==== DATA EXTRACT ====

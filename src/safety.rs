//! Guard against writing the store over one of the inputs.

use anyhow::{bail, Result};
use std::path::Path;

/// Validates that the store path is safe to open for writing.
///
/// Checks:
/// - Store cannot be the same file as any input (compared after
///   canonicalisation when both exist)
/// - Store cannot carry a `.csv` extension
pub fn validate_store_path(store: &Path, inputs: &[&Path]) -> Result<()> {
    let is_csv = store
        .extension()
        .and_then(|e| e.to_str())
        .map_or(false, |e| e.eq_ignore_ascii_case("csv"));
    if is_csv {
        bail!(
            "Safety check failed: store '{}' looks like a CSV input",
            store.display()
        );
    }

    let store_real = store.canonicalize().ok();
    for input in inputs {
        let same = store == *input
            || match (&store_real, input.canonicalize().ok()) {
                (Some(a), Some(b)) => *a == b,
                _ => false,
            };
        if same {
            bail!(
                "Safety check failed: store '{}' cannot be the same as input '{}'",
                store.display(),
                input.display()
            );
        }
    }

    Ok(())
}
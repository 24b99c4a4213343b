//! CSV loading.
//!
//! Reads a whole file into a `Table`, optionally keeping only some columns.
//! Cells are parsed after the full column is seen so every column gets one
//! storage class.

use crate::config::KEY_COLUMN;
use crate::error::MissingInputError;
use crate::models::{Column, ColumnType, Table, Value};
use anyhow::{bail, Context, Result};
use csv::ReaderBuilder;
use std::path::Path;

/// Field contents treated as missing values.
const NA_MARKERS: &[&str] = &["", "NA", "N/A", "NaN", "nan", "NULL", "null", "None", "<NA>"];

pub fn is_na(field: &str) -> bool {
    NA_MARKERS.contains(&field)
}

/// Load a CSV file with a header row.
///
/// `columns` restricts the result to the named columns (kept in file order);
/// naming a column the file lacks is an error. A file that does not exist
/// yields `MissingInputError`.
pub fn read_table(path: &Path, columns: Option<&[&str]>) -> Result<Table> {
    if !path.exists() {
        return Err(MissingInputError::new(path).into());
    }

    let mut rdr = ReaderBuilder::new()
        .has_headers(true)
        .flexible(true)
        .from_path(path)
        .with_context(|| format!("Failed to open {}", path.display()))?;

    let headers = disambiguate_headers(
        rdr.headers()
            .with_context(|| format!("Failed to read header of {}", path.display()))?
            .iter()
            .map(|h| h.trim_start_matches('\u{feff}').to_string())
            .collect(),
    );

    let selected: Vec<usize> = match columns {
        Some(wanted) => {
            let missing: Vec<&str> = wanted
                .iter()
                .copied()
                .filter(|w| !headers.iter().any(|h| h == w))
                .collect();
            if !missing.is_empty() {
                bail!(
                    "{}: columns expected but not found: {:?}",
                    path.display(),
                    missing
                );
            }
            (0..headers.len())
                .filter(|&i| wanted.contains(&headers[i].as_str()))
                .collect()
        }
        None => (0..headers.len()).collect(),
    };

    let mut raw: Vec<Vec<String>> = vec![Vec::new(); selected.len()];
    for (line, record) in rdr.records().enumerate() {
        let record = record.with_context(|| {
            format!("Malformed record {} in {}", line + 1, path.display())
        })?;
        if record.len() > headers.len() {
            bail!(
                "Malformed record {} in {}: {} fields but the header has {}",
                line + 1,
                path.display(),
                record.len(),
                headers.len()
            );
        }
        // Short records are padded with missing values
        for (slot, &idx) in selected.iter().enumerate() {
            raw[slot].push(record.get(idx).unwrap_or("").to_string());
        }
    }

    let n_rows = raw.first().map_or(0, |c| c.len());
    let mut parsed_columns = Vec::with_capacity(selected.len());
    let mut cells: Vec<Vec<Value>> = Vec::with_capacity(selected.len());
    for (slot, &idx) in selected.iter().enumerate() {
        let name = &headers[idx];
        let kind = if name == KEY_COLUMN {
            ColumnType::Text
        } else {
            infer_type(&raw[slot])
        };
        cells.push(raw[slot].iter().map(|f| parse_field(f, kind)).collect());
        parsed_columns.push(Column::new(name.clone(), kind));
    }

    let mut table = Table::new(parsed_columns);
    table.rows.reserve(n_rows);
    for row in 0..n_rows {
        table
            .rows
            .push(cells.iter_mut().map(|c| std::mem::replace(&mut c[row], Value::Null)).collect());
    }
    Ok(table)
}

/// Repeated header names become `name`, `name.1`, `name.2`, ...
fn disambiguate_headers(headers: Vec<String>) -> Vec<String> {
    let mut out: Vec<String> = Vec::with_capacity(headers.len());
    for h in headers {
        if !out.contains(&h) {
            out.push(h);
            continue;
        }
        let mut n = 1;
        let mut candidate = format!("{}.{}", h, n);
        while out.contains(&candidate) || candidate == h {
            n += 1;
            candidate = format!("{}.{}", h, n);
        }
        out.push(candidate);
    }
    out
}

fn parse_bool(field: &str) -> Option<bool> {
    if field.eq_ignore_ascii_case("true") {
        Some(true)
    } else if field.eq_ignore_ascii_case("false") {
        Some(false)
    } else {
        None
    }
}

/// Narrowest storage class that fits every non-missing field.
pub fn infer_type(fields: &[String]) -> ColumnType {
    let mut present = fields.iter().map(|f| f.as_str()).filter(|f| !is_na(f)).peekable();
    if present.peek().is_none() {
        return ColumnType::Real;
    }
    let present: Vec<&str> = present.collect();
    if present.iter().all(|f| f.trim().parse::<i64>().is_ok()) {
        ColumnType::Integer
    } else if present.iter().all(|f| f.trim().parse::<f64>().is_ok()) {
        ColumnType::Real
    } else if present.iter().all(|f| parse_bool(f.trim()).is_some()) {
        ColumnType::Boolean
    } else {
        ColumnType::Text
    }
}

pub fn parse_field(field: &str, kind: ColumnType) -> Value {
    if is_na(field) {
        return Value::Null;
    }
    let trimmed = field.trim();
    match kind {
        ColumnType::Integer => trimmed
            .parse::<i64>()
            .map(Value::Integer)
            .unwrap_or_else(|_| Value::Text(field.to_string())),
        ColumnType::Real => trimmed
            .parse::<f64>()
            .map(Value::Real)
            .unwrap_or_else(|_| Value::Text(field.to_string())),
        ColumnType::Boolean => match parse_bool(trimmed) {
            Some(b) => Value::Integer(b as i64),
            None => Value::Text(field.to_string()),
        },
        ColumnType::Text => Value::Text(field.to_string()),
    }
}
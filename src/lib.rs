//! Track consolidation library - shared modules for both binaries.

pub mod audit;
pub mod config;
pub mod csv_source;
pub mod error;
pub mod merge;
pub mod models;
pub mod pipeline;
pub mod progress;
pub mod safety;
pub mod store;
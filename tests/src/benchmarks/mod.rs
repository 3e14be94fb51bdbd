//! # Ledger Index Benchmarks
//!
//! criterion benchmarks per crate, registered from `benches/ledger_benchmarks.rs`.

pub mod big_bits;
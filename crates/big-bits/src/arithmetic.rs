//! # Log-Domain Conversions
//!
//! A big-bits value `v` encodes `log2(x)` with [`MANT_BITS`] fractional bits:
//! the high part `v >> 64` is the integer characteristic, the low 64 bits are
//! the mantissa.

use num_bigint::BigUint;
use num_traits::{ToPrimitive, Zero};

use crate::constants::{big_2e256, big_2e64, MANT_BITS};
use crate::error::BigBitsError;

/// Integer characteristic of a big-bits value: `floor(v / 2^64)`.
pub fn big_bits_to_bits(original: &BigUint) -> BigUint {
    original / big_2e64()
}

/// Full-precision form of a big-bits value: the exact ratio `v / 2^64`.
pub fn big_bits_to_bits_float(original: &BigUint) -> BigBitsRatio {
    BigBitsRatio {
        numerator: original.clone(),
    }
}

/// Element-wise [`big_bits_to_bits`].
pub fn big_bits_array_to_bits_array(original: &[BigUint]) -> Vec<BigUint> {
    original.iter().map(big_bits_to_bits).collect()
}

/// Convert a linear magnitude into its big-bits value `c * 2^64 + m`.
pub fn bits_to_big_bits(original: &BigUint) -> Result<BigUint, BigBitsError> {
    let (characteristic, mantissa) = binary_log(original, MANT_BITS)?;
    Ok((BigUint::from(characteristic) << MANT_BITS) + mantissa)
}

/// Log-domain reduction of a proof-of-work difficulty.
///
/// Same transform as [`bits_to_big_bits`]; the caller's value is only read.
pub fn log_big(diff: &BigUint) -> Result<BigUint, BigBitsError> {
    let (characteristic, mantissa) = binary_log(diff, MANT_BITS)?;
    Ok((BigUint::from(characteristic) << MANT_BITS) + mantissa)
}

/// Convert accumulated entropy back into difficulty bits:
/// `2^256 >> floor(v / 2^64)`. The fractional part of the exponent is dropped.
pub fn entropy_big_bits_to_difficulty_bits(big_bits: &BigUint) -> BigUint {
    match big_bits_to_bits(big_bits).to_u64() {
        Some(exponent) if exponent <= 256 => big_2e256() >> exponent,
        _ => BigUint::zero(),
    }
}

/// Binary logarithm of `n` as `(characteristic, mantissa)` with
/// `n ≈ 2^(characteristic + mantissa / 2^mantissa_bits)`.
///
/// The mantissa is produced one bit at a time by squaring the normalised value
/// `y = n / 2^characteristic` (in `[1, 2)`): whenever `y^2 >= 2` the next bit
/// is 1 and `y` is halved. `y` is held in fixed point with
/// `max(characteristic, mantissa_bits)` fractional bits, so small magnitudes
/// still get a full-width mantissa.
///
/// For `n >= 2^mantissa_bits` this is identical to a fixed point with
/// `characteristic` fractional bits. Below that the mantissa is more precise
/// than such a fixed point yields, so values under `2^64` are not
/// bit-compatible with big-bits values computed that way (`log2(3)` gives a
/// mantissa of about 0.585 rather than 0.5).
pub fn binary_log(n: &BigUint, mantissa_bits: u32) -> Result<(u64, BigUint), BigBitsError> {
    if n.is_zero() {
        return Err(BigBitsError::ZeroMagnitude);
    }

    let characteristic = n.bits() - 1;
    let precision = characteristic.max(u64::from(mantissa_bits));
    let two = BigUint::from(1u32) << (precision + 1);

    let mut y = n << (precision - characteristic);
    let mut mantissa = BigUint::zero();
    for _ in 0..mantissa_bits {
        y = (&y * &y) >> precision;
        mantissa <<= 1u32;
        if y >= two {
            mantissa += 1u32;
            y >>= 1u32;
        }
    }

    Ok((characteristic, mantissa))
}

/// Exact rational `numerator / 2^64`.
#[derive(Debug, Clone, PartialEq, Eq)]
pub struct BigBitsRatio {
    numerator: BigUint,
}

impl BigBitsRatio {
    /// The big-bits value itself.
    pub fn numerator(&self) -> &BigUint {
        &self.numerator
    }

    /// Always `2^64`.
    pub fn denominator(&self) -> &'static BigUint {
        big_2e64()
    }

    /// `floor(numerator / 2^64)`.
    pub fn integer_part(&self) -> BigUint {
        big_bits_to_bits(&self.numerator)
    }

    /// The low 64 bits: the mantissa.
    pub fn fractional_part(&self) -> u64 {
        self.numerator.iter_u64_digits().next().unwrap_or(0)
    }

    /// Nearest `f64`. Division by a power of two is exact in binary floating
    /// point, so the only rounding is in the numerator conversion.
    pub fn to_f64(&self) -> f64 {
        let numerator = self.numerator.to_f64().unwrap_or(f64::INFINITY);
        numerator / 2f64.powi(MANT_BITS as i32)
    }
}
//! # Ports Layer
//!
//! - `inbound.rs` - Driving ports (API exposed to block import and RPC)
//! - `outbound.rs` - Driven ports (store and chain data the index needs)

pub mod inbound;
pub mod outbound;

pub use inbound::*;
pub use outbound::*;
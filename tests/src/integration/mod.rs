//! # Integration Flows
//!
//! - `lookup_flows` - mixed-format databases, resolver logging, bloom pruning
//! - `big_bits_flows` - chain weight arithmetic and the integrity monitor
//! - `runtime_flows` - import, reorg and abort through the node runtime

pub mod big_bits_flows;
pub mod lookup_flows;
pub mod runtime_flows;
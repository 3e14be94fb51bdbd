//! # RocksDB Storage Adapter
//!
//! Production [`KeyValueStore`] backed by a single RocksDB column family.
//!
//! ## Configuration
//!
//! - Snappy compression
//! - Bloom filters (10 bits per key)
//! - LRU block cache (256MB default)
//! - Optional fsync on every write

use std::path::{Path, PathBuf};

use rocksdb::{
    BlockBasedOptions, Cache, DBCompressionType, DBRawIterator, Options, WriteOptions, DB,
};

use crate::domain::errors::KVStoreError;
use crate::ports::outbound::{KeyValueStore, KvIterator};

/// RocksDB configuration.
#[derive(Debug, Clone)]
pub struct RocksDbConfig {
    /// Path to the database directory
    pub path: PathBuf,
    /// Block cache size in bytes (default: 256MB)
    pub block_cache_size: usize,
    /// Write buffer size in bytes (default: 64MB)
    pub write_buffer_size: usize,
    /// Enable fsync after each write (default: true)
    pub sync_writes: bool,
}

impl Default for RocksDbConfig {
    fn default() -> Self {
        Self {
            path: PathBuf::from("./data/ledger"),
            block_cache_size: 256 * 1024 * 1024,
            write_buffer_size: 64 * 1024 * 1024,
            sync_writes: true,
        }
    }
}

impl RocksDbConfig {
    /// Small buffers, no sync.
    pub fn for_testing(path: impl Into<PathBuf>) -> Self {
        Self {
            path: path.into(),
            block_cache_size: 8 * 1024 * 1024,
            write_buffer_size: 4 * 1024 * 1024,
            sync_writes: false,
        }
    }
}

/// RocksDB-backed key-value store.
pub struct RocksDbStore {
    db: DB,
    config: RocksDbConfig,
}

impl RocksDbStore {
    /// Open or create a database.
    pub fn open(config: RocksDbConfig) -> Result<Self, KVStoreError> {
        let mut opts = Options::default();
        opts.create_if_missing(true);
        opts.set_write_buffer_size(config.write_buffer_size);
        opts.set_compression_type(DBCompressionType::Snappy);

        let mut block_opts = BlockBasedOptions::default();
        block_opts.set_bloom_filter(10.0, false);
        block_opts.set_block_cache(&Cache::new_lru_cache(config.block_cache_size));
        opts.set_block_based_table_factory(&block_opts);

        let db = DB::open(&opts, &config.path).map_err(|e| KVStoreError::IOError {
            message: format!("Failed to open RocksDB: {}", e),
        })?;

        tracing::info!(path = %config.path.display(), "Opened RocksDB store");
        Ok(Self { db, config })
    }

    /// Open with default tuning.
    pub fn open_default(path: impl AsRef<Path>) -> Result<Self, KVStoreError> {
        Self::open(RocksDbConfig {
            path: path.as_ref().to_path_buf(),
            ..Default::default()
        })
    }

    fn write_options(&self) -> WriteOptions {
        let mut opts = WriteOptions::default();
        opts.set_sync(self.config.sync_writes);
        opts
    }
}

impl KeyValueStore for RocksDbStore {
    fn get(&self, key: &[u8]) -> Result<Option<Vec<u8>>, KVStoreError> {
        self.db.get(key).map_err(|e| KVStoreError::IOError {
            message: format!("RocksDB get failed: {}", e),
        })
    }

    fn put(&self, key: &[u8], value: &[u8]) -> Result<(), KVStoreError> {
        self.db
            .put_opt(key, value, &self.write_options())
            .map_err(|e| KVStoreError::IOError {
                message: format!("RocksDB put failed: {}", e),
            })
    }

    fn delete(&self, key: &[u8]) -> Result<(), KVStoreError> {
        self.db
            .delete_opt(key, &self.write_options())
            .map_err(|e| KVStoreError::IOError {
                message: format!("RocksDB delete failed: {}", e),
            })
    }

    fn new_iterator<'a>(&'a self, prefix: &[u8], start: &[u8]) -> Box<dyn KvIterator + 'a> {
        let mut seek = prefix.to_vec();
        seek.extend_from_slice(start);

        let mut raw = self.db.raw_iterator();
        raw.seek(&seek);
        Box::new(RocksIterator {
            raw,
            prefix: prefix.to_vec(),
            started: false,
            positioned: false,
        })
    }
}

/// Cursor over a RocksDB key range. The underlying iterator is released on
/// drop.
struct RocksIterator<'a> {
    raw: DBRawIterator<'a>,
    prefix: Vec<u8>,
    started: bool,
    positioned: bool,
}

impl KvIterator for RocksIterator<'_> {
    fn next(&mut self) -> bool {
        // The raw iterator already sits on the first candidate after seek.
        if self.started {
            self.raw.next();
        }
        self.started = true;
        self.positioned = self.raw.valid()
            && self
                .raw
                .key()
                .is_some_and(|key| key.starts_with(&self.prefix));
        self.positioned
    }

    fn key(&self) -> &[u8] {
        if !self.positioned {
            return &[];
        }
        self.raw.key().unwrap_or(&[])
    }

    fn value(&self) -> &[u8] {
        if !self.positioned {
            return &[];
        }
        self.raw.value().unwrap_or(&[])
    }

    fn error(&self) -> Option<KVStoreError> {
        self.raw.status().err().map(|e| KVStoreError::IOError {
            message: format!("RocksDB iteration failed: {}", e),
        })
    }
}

====

YOUR ASSIGNMENT -> Set down, exactly as they appear above, all lines from the one that has "Some(b) => Value::Integer(b" down to the one that has "filename src/lib.rs", including those two and no others.

FINISHED EXERCISE ->
            Some(b) => Value::Integer(b as i64),
            None => Value::Text(field.to_string()),
        },
        ColumnType::Text => Value::Text(field.to_string()),
    }
}
filename src/lib.rs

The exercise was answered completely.